Environment: Hadoop, Hive, SQOOP, Spark, Oozie, Cloudera Manager, Tableau
Confidential
Java Developer
Responsibilities:
- Developed the J2EE application based on the Service Oriented Architecture by employing SOAP and other tools for data exchanges and updates.
- Developed the functionalities using Agile Methodology.
- Used Apache Maven for project management and building the application.

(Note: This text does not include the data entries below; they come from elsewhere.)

pub mod frame;
pub mod source;
pub mod synthetic;
pub mod v4l2;

use std::sync::Arc;

pub use frame::{Frame, FrameMetadata, PixelFormat, Rotation};
pub use source::{
    CapturePermission, ErrorCallback, FrameCallback, FrameSource, PermissionFlag,
};
pub use synthetic::SyntheticFrameSource;
pub use v4l2::{DevicePermission, V4l2FrameSource};

use crate::error::ScanError;
use crate::CaptureConfig;

/// Pick the frame source for the configured device.
pub fn open_source(config: &CaptureConfig) -> Result<Box<dyn FrameSource>, ScanError> {
    if config.device.is_stub() {
        Ok(Box::new(SyntheticFrameSource::from_config(config)?))
    } else {
        Ok(Box::new(V4l2FrameSource::new(config.clone())))
    }
}

/// Permission check matching `open_source`. Synthetic devices are always granted.
pub fn permission_for(config: &CaptureConfig) -> Arc<dyn CapturePermission> {
    if config.device.is_stub() {
        Arc::new(|| true)
    } else {
        Arc::new(DevicePermission::new(config.device.path.clone()))
    }
}
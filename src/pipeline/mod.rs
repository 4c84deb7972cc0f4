pub mod session;
pub mod sink;
pub mod slot;
pub mod state;

pub use session::{ScanSession, ScanStats};
pub use sink::{ChannelSink, ResultSink, ScanOutcome};
pub use slot::{FrameSlot, Offer, SlotStats};
pub use state::{DecodedPayload, ScanState};
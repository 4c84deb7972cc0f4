pub mod luma;
pub mod qr;

use async_trait::async_trait;

use crate::capture::Frame;
use crate::error::DecodeError;

pub use qr::QrDecoder;

/// Opaque image-to-payload extraction service.
///
/// The session owns the frame for the whole call and releases it afterwards,
/// so implementations only borrow it and perform no retries or cleanup.
#[async_trait]
pub trait Decoder: Send + Sync + 'static {
    /// Candidate payloads found in the frame. An empty list means no code was
    /// visible, which is not an error.
    async fn decode(&self, frame: &Frame) -> Result<Vec<String>, DecodeError>;
}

- Worked in all the modules of the application which involved front-end presentation logic developed using Spring MVC, JSP, JSTL and JavaScript, Business objects developed using POJOs and data access layer using Hibernate framework.
- Used JAX-RS (REST) for producing web services and involved in writing programs to consume the web services with Apache CXF framework.
- Used Restful API and SOAP web services for internal and external consumption.
- Used Spring ORM module for integration with Hibernate for persistence layer.
- Involved in writing Hibernate Query Language (HQL) for persistence layer.
- Used Spring MVC, Spring AOP, Spring IOC, Spring Transaction and Oracle to create Club Systems Component.
- Wrote backend jobs based on Core Java & Oracle Data Base to be run daily/weekly.
- Coding the core modules of the application compliant with the Java/J2EE coding standards and Design Patterns.
- Written Java Script, HTML, CSS, Servlets, and JSP for designing GUI of the application.
- Worked on Service-side and Middle-tier technologies, extracting catching strategies/solutions.
- Design data access layer using Data Access Layer J2EE patterns. Implementing the MVC architecture Struts Framework for handling databases across multiple locations and display information in presentation layer.
- Used XPath for parsing the XML elements as part of business logic processing.
Environment: Java, Struts 1.2, Hibernate 3.0, JSP, JavaScript, HTML, XML, Oracle, Eclipse, JBoss Application Server, ANT, CVS, and SQL.